Work to complete
Pick out all lines of the entries that include the word "ensure" and copy them.

Records provided
########################################
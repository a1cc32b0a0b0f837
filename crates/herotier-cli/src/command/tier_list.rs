use std::path::PathBuf;

use anyhow::ensure;
use herotier_evaluator::{
    evaluation::{CombinationPolicy, HeroEvaluation, evaluate_heroes},
    hero_rank::compute_hero_map_scores,
    synergy::SynergyBoard,
    tier::{TierList, classify_tiers},
};
use serde::Serialize;

use crate::{
    command::args::{DataArg, PolicyArg, RosterArg},
    schema::Report,
    util::Output,
};

#[derive(Debug, Clone, clap::Args)]
pub(crate) struct TierListArg {
    #[clap(flatten)]
    data: DataArg,
    /// Map to score heroes on; without it only synergy counts
    #[arg(long)]
    map: Option<String>,
    #[clap(flatten)]
    roster: RosterArg,
    /// How map score and synergy are combined
    #[arg(long, value_enum, default_value_t)]
    policy: PolicyArg,
    /// Output file path
    #[arg(long)]
    output: Option<PathBuf>,
}

#[derive(Debug, Serialize)]
struct TierListReport {
    map: Option<String>,
    policy: CombinationPolicy,
    roster: Vec<String>,
    tiers: TierList<HeroEvaluation>,
}

pub(crate) fn run(arg: &TierListArg) -> anyhow::Result<()> {
    let dataset = arg.data.load()?;
    if let Some(map) = &arg.map {
        ensure!(dataset.map(map).is_some(), "Unknown map: {map}");
    } else {
        log::warn!("no map selected; map scores count as 0");
    }
    let members = arg.roster.members(&dataset)?;
    let policy = CombinationPolicy::from(arg.policy);

    let records = compute_hero_map_scores(dataset.heroes(), dataset.maps());
    let synergy = SynergyBoard::build(dataset.heroes(), members.iter().copied());
    let evaluations = evaluate_heroes(&records, &synergy, arg.map.as_deref(), policy);
    let tiers = classify_tiers(evaluations);
    for (tier, heroes) in tiers.iter().filter(|(_, heroes)| !heroes.is_empty()) {
        let names = heroes.iter().map(|e| e.hero.as_str()).collect::<Vec<_>>();
        log::info!("{tier}: {}", names.join(", "));
    }

    let report = TierListReport {
        map: arg.map.clone(),
        policy,
        roster: members.iter().map(|h| h.name.clone()).collect(),
        tiers,
    };
    Output::save_json(&Report::new(report), arg.output.clone())
}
########################################
Task solution
use anyhow::ensure;
        ensure!(dataset.map(map).is_some(), "Unknown map: {map}");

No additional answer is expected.